Asianbangla Desk : The death toll from a powerful earthquake that hit Indonesia’s tourist island of Lombok topped 100 yesterday as rescuers found victims under wrecked buildings, while thousands left homeless in the worst-affected areas waited for aid to arrive.

A woman was pulled alive from the rubble of a collapsed grocery store in the north, near the epicentre of Sunday’s 6.9 magnitude quake, the second tremor to rock the tropical island in a week.

That was a rare piece of good news as hopes of finding more survivors faded and a humanitarian crisis loomed for thousands left homeless by the disaster in the rural area and in desperate need of clean water, food, medicine and shelter.

Sutopo Purwo Nugroho, the spokesman of Indonesia’s disaster mitigation agency (BNPB) put the toll at 105, including two on the neighbouring island of Bali to the west, where the quake was also felt – and the figure was expected to rise.

Lombok had already been hit by a 6.4 magnitude earthquake on July 29 that killed 17 people and briefly stranded several hundred trekkers on the slopes of a volcano.

Indonesia sits on the Pacific Ring of Fire and is regularly hit by earthquakes. In 2004, the Indian Ocean tsunami killed 226,000 people in 13 countries, including more than 120,000 in Indonesia.

Few buildings were left standing in Kayangan on the island’s northern end, where residents told Reuters that as many as 40 died.

Some villagers used sledgehammers and ropes to start clearing the rubble of broken homes, but others, traumatised by continued aftershocks, were too afraid to venture far from tents and tarpaulins set up in open spaces.

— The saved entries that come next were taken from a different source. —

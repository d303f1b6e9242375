//! Tile kinds, layers, biomes and resource kinds.

use serde::{Deserialize, Serialize};

/// Which of the three per-chunk grids a tile lives in.
#[derive(Debug, Clone, Copy, PartialEq, Eq, Hash, Serialize, Deserialize)]
#[serde(rename_all = "snake_case")]
pub enum Layer {
    /// Rock, soil, surface and tree trunks
    Ground,
    /// Grasses, mushrooms, bushes and ferns sitting at ground level
    LowFlora,
    /// Tree foliage above the ground
    Canopy,
}

impl Layer {
    /// All layers, in storage order.
    pub const ALL: [Self; 3] = [Self::Ground, Self::LowFlora, Self::Canopy];

    /// Resolution order used when mining without a layer hint.
    pub const MINING_PRIORITY: [Self; 3] = [Self::Canopy, Self::LowFlora, Self::Ground];

    /// Stable index of this layer.
    #[must_use]
    pub const fn index(self) -> usize {
        match self {
            Self::Ground => 0,
            Self::LowFlora => 1,
            Self::Canopy => 2,
        }
    }
}

impl std::fmt::Display for Layer {
    fn fmt(&self, f: &mut std::fmt::Formatter<'_>) -> std::fmt::Result {
        let name = match self {
            Self::Ground => "ground",
            Self::LowFlora => "low_flora",
            Self::Canopy => "canopy",
        };
        f.write_str(name)
    }
}

/// A terrain, flora or structure kind.
///
/// `Air` is the reserved empty value; every grid cell that holds nothing
/// holds `Air`.
#[derive(Debug, Clone, Copy, PartialEq, Eq, Hash, Default, Serialize, Deserialize)]
#[repr(u8)]
pub enum TileId {
    /// Empty, passable
    #[default]
    Air = 0,
    /// Forest surface (grass topsoil)
    SurfaceForest,
    /// Forest shallow underground (dirt)
    UndergroundForest,
    /// Desert surface (sand)
    SurfaceDesert,
    /// Desert shallow underground (sandstone)
    UndergroundDesert,
    /// Deep stone below every biome
    DeepStone,
    /// Tree trunk segment
    TreeTrunk,
    /// Tree foliage
    TreeFoliage,
    /// Dark green bush body
    BushCoreGreen,
    /// Light green bush body
    BushCoreLightGreen,
    /// Bush branch poking out to the left
    BushBranchLeft,
    /// Bush branch poking out to the right
    BushBranchRight,
    /// Red flower accent on a bush
    BushFlowerRed,
    /// Yellow flower accent on a bush
    BushFlowerYellow,
    /// Standalone red flower
    FlowerRed,
    /// Standalone yellow flower
    FlowerYellow,
    /// Fern base
    FernBase,
    /// Fern frond leaning left
    FernFrondLeft,
    /// Fern frond leaning right
    FernFrondRight,
    /// Red mushroom cap
    MushroomRedCap,
    /// Brown mushroom cap
    MushroomBrownCap,
    /// Mushroom stem
    MushroomStem,
    /// Tall grass base
    TallGrassBase,
    /// Tall grass top
    TallGrassTop,
}

impl TileId {
    /// Returns true for the empty tile.
    #[must_use]
    pub const fn is_air(self) -> bool {
        matches!(self, Self::Air)
    }

    /// The layer this kind of tile is stored in. `Air` reports `Ground`.
    #[must_use]
    pub const fn layer(self) -> Layer {
        match self {
            Self::Air
            | Self::SurfaceForest
            | Self::UndergroundForest
            | Self::SurfaceDesert
            | Self::UndergroundDesert
            | Self::DeepStone
            | Self::TreeTrunk => Layer::Ground,
            Self::TreeFoliage => Layer::Canopy,
            Self::BushCoreGreen
            | Self::BushCoreLightGreen
            | Self::BushBranchLeft
            | Self::BushBranchRight
            | Self::BushFlowerRed
            | Self::BushFlowerYellow
            | Self::FlowerRed
            | Self::FlowerYellow
            | Self::FernBase
            | Self::FernFrondLeft
            | Self::FernFrondRight
            | Self::MushroomRedCap
            | Self::MushroomBrownCap
            | Self::MushroomStem
            | Self::TallGrassBase
            | Self::TallGrassTop => Layer::LowFlora,
        }
    }

    /// Returns true for biome surface tiles.
    #[must_use]
    pub const fn is_surface(self) -> bool {
        matches!(self, Self::SurfaceForest | Self::SurfaceDesert)
    }

    /// Ground tiles flora may sit on or overlap: air, trunks and surface.
    #[must_use]
    pub const fn is_walkable(self) -> bool {
        matches!(self, Self::Air | Self::TreeTrunk) || self.is_surface()
    }

    /// Returns true if a ground tile of this kind blocks movement.
    #[must_use]
    pub const fn collides(self) -> bool {
        !matches!(self, Self::Air | Self::TreeFoliage)
    }
}

/// A generation profile selecting tile kinds and flora rules.
#[derive(Debug, Clone, Copy, PartialEq, Eq, Hash, Default, Serialize, Deserialize)]
#[serde(rename_all = "snake_case")]
pub enum Biome {
    /// Grass surface, dirt, trees and undergrowth
    #[default]
    Forest,
    /// Sand surface, sandstone, no flora
    Desert,
}

impl Biome {
    /// Tile placed on the surface row.
    #[must_use]
    pub const fn surface_tile(self) -> TileId {
        match self {
            Self::Forest => TileId::SurfaceForest,
            Self::Desert => TileId::SurfaceDesert,
        }
    }

    /// Tile placed in the shallow band below the surface.
    #[must_use]
    pub const fn shallow_tile(self) -> TileId {
        match self {
            Self::Forest => TileId::UndergroundForest,
            Self::Desert => TileId::UndergroundDesert,
        }
    }

    /// Tile placed below the shallow band.
    #[must_use]
    pub const fn deep_tile(self) -> TileId {
        TileId::DeepStone
    }

    /// Whether the flora passes run for this biome.
    #[must_use]
    pub const fn has_flora(self) -> bool {
        matches!(self, Self::Forest)
    }
}

/// Resource category produced by mining a tile.
#[derive(Debug, Clone, Copy, PartialEq, Eq, Hash, PartialOrd, Ord, Serialize, Deserialize)]
#[serde(rename_all = "snake_case")]
pub enum ResourceKind {
    /// Wood
    Wood,
    /// Stone
    Stone,
    /// Dirt
    Dirt,
    /// Sand
    Sand,
    /// Leaves
    Leaves,
    /// Red petals
    RedPetals,
    /// Yellow petals
    YellowPetals,
    /// Plant fibres
    PlantFibers,
    /// Red mushroom
    RedMushroom,
    /// Brown mushroom
    BrownMushroom,
    /// Grass blades
    GrassBlades,
}
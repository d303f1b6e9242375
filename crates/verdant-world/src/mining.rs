//! Tile mining.
//!
//! What a tile yields is a table lookup on `(layer, tile)`; there is no
//! per-layer special casing beyond the order layers are tried in.

use tracing::debug;
use verdant_common::{Layer, ResourceKind, TileCoord, TileId, WorldResult};

use crate::streaming::ChunkStreamer;

/// What mining one tile produces.
#[derive(Debug, Clone, Copy, PartialEq, Eq)]
pub struct MiningRule {
    /// Resource credited, if any
    pub resource: Option<ResourceKind>,
    /// Particle colour as `0xRRGGBB`
    pub particle_color: u32,
}

impl MiningRule {
    const fn yields(resource: ResourceKind, particle_color: u32) -> Option<Self> {
        Some(Self {
            resource: Some(resource),
            particle_color,
        })
    }
}

/// Looks up the mining rule for a tile found in a layer.
///
/// Returns `None` when the tile cannot be mined from that layer: `Air`
/// anywhere, anything but foliage in the canopy, and ground kinds stored in
/// the low flora grid.
#[must_use]
pub const fn mining_rule(layer: Layer, tile: TileId) -> Option<MiningRule> {
    use ResourceKind as R;
    use TileId as T;

    match (layer, tile) {
        (Layer::Canopy, T::TreeFoliage) => MiningRule::yields(R::Leaves, 0x00_6400),

        (Layer::LowFlora, T::BushCoreGreen | T::BushCoreLightGreen) => {
            MiningRule::yields(R::Leaves, 0x32_CD32)
        },
        (Layer::LowFlora, T::BushBranchLeft | T::BushBranchRight) => {
            MiningRule::yields(R::Leaves, 0x32_CD32)
        },
        (Layer::LowFlora, T::BushFlowerRed) => MiningRule::yields(R::RedPetals, 0xFF_4500),
        (Layer::LowFlora, T::BushFlowerYellow) => MiningRule::yields(R::YellowPetals, 0xFF_D700),
        (Layer::LowFlora, T::FlowerRed) => MiningRule::yields(R::RedPetals, 0xFF_0000),
        (Layer::LowFlora, T::FlowerYellow) => MiningRule::yields(R::YellowPetals, 0xFF_FF00),
        (Layer::LowFlora, T::FernBase | T::FernFrondLeft | T::FernFrondRight) => {
            MiningRule::yields(R::PlantFibers, 0x2E_8B57)
        },
        (Layer::LowFlora, T::MushroomRedCap) => MiningRule::yields(R::RedMushroom, 0xFF_0000),
        (Layer::LowFlora, T::MushroomBrownCap) => MiningRule::yields(R::BrownMushroom, 0x8B_4513),
        (Layer::LowFlora, T::MushroomStem) => MiningRule::yields(R::PlantFibers, 0xD2_B48C),
        (Layer::LowFlora, T::TallGrassBase | T::TallGrassTop) => {
            MiningRule::yields(R::GrassBlades, 0x22_8B22)
        },

        (Layer::Ground, T::SurfaceForest) => MiningRule::yields(R::Wood, 0x22_8B22),
        (Layer::Ground, T::UndergroundForest) => MiningRule::yields(R::Dirt, 0x8B_4513),
        (Layer::Ground, T::SurfaceDesert) => MiningRule::yields(R::Sand, 0xF4_A460),
        (Layer::Ground, T::UndergroundDesert) => MiningRule::yields(R::Stone, 0x80_8080),
        (Layer::Ground, T::DeepStone) => MiningRule::yields(R::Stone, 0x70_7070),
        (Layer::Ground, T::TreeTrunk) => MiningRule::yields(R::Wood, 0x65_4321),
        // Any other solid ground is removable but yields nothing.
        (Layer::Ground, tile) if !tile.is_air() => Some(MiningRule {
            resource: None,
            particle_color: 0x80_8080,
        }),

        _ => None,
    }
}

/// A tile removed by mining.
#[derive(Debug, Clone, Copy, PartialEq, Eq)]
pub struct MinedTile {
    /// Tile that was removed
    pub tile: TileId,
    /// Layer it was removed from
    pub layer: Layer,
    /// Resource credited, if any
    pub resource: Option<ResourceKind>,
    /// Particle colour as `0xRRGGBB`
    pub particle_color: u32,
}

/// Result of a mining attempt.
#[derive(Debug, Clone, Copy, PartialEq, Eq)]
pub enum MineOutcome {
    /// A tile was removed and replaced with `Air`.
    Removed(MinedTile),
    /// Nothing minable at the target.
    Nothing,
    /// Target farther than the interaction reach.
    OutOfReach,
}

impl MineOutcome {
    /// Whether the ground layer was edited.
    #[must_use]
    pub const fn ground_changed(&self) -> bool {
        matches!(self, Self::Removed(MinedTile { layer: Layer::Ground, .. }))
    }
}

impl ChunkStreamer {
    /// Mines the tile at `target` on behalf of an observer standing at
    /// `observer`.
    ///
    /// Without a hint, canopy is tried first, then low flora, then ground.
    /// With a hint only that layer is consulted. A removed tile becomes `Air`
    /// in both the cache and the buffer.
    ///
    /// # Errors
    ///
    /// Propagates cache errors from writing the mutation.
    pub fn mine(
        &mut self,
        observer: TileCoord,
        target: TileCoord,
        hint: Option<Layer>,
    ) -> WorldResult<MineOutcome> {
        if observer.distance(target) > self.settings().max_interaction_distance {
            return Ok(MineOutcome::OutOfReach);
        }

        let candidates: &[Layer] = match hint {
            Some(ref layer) => std::slice::from_ref(layer),
            None => &Layer::MINING_PRIORITY,
        };

        let found = candidates.iter().find_map(|&layer| {
            let tile = self.tile_at(layer, target)?;
            mining_rule(layer, tile).map(|rule| MinedTile {
                tile,
                layer,
                resource: rule.resource,
                particle_color: rule.particle_color,
            })
        });
        let Some(mined) = found else {
            return Ok(MineOutcome::Nothing);
        };

        self.report_mutation(target, mined.layer, TileId::Air)?;
        debug!(
            "Mined {:?} from {} at ({}, {})",
            mined.tile, mined.layer, target.x, target.y
        );
        Ok(MineOutcome::Removed(mined))
    }
}

#[cfg(test)]
mod tests {
    use verdant_common::{Biome, ChunkCoord};

    use super::*;
    use crate::cache::ChunkCache;
    use crate::config::WorldConfig;
    use crate::generation::TerrainSynthesizer;
    use crate::streaming::StreamSettings;

    fn streamer(biome: Biome) -> ChunkStreamer {
        let mut streamer = ChunkStreamer::new(
            ChunkCache::new(TerrainSynthesizer::with_seed(42)),
            biome,
            StreamSettings::default(),
        );
        streamer
            .on_observer_moved(ChunkCoord::new(50, 5))
            .expect("initial load");
        streamer
    }

    /// First column of chunk 50 with bare forest surface and nothing above it.
    fn bare_surface(streamer: &ChunkStreamer) -> TileCoord {
        let synth = streamer.cache().synthesizer();
        (50 * 32..51 * 32)
            .map(|gx| TileCoord::new(gx, synth.surface_height(gx)))
            .find(|t| {
                streamer.tile_at(Layer::Canopy, *t) == Some(TileId::Air)
                    && streamer.tile_at(Layer::LowFlora, *t) == Some(TileId::Air)
            })
            .expect("some column without flora on the surface row")
    }

    #[test]
    fn test_every_flora_tile_has_a_rule() {
        for tile in [
            TileId::BushCoreGreen,
            TileId::BushBranchRight,
            TileId::BushFlowerYellow,
            TileId::FlowerRed,
            TileId::FernFrondLeft,
            TileId::MushroomBrownCap,
            TileId::MushroomStem,
            TileId::TallGrassTop,
        ] {
            let rule = mining_rule(Layer::LowFlora, tile).expect("flora is minable");
            assert!(rule.resource.is_some());
        }
        assert!(mining_rule(Layer::Canopy, TileId::TreeFoliage).is_some());
        assert!(mining_rule(Layer::Canopy, TileId::TreeTrunk).is_none());
        assert!(mining_rule(Layer::LowFlora, TileId::SurfaceForest).is_none());
        for layer in Layer::ALL {
            assert!(mining_rule(layer, TileId::Air).is_none());
        }
    }

    #[test]
    fn test_mining_forest_surface_yields_wood() {
        let mut streamer = streamer(Biome::Forest);
        let target = bare_surface(&streamer);
        let (chunk, local) = target.decompose(streamer.dims());
        let observer = TileCoord::new(target.x, target.y - 2);

        let outcome = streamer.mine(observer, target, None).expect("mine");
        let MineOutcome::Removed(mined) = outcome else {
            panic!("expected a removal, got {outcome:?}");
        };
        assert_eq!(mined.tile, TileId::SurfaceForest);
        assert_eq!(mined.resource, Some(ResourceKind::Wood));
        assert_eq!(mined.particle_color, 0x22_8B22);
        assert!(outcome.ground_changed());

        assert_eq!(streamer.tile_at(Layer::Ground, target), Some(TileId::Air));
        let cached = streamer.cache().get(chunk).expect("loaded chunk is cached");
        assert_eq!(cached.get(Layer::Ground, local), Some(TileId::Air));
    }

    #[test]
    fn test_mining_empty_cell_is_nothing() {
        let mut streamer = streamer(Biome::Desert);
        let target = bare_surface(&streamer);
        let above = TileCoord::new(target.x, target.y - 1);
        assert_eq!(
            streamer.mine(above, above, None).expect("mine"),
            MineOutcome::Nothing
        );

        let stats = streamer.cache().stats();
        assert_eq!(
            streamer.mine(target, target, Some(Layer::Canopy)).expect("mine"),
            MineOutcome::Nothing
        );
        assert_eq!(streamer.cache().stats(), stats);
    }

    #[test]
    fn test_reach_is_enforced() {
        let mut streamer = streamer(Biome::Desert);
        let target = bare_surface(&streamer);
        let far = TileCoord::new(target.x + 6, target.y);
        assert_eq!(
            streamer.mine(far, target, None).expect("mine"),
            MineOutcome::OutOfReach
        );
        assert_eq!(
            streamer.tile_at(Layer::Ground, target),
            Some(TileId::SurfaceDesert)
        );
    }

    #[test]
    fn test_canopy_wins_over_ground() {
        let mut streamer = streamer(Biome::Forest);
        let dims = streamer.dims();
        let foliage = streamer
            .loaded_chunks()
            .into_iter()
            .flat_map(|coord| {
                let origin = coord.to_tile_coord(dims);
                (0..i64::from(dims.height)).flat_map(move |y| {
                    (0..i64::from(dims.width)).map(move |x| TileCoord::new(origin.x + x, origin.y + y))
                })
            })
            .find(|t| streamer.tile_at(Layer::Canopy, *t) == Some(TileId::TreeFoliage))
            .expect("a forest window has trees");

        let outcome = streamer.mine(foliage, foliage, None).expect("mine");
        assert!(matches!(
            outcome,
            MineOutcome::Removed(MinedTile {
                layer: Layer::Canopy,
                resource: Some(ResourceKind::Leaves),
                ..
            })
        ));
        assert!(!outcome.ground_changed());
        assert_eq!(streamer.tile_at(Layer::Canopy, foliage), Some(TileId::Air));
    }

    #[test]
    fn test_hint_restricts_layer() {
        let mut streamer = streamer(Biome::Desert);
        let target = bare_surface(&streamer);
        let outcome = streamer
            .mine(target, target, Some(Layer::Ground))
            .expect("mine");
        assert!(matches!(
            outcome,
            MineOutcome::Removed(MinedTile {
                tile: TileId::SurfaceDesert,
                resource: Some(ResourceKind::Sand),
                ..
            })
        ));
    }

    #[test]
    fn test_config_reach_is_used() {
        let config = WorldConfig {
            max_interaction_distance: 10.0,
            biome: Biome::Desert,
            ..WorldConfig::default()
        };
        let mut streamer = ChunkStreamer::from_config(&config);
        streamer
            .on_observer_moved(ChunkCoord::new(0, 5))
            .expect("initial load");
        let gx = 3;
        let target = TileCoord::new(gx, streamer.cache().synthesizer().surface_height(gx));
        let observer = TileCoord::new(gx + 8, target.y);
        assert!(matches!(
            streamer.mine(observer, target, None).expect("mine"),
            MineOutcome::Removed(_)
        ));
    }
}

Sunday’s earthquake triggered at least 230 aftershocks, which were expected to continue for the next two weeks, experts said.

Thousands of tourists have left Lombok since Sunday evening, fearing further earthquakes, some on extra flights added by airlines and some on ferries to Bali.

Officials said about 4,600 foreign and domestic tourists had been evacuated from the three Gili islands off the northwest coast of Lombok, where two people died and fears of a tsunami spread soon after the quake.

Saffron Amis, a British student on Gili Trawangan – the largest of the islands fringed by white beaches and surrounded by turquoise sea – said at least 200 people were stranded there with more flowing in from the other two, Gili Air and Gili Meno.